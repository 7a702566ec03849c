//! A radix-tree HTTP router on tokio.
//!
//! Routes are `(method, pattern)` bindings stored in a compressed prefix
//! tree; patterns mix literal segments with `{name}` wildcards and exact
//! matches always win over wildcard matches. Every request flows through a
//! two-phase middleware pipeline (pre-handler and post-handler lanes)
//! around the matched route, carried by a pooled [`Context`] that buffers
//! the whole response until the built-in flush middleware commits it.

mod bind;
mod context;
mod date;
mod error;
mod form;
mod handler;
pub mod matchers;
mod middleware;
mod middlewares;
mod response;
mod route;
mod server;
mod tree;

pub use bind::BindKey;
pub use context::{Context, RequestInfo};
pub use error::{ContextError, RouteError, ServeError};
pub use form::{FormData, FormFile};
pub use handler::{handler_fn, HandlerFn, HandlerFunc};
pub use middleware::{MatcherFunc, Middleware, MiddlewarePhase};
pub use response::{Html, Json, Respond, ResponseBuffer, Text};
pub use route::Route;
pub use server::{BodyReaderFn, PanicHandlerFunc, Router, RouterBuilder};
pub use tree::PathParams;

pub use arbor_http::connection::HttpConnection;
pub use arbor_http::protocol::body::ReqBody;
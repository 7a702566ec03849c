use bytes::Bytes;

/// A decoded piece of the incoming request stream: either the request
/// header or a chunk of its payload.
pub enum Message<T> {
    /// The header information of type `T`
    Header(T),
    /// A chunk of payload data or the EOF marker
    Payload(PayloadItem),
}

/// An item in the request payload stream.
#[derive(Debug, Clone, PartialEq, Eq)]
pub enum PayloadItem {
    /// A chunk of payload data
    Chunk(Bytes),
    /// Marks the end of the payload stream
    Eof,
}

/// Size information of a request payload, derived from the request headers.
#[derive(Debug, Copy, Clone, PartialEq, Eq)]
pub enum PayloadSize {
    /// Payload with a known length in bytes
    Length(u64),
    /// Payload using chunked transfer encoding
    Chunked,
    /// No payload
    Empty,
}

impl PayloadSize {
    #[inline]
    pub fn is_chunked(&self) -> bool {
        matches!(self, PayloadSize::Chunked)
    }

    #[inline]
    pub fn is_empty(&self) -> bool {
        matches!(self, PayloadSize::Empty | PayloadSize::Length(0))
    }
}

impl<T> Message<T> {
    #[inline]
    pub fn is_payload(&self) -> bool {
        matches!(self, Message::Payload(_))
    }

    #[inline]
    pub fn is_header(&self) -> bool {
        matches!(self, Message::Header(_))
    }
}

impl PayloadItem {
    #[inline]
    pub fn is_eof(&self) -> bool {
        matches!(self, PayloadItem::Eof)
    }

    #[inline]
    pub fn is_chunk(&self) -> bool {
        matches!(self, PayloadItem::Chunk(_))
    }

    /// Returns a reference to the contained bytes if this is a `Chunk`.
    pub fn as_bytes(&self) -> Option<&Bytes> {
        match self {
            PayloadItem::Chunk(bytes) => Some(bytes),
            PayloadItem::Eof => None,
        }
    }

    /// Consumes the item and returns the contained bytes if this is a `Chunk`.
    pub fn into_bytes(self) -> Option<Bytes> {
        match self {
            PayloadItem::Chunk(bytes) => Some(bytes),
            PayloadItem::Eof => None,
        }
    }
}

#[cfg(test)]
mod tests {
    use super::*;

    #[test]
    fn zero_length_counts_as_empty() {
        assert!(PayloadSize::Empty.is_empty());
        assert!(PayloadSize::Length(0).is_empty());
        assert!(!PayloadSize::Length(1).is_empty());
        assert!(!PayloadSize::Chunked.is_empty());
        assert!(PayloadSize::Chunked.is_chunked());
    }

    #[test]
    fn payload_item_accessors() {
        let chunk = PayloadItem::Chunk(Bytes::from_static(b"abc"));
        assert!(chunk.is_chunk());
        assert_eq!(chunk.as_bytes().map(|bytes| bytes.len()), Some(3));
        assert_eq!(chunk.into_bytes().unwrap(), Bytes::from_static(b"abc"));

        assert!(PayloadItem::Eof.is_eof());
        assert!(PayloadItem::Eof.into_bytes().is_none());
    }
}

(TASK DETAILS) Above are lines of data; count those that hold "information" and answer with the number only.

(RESPONSE) 2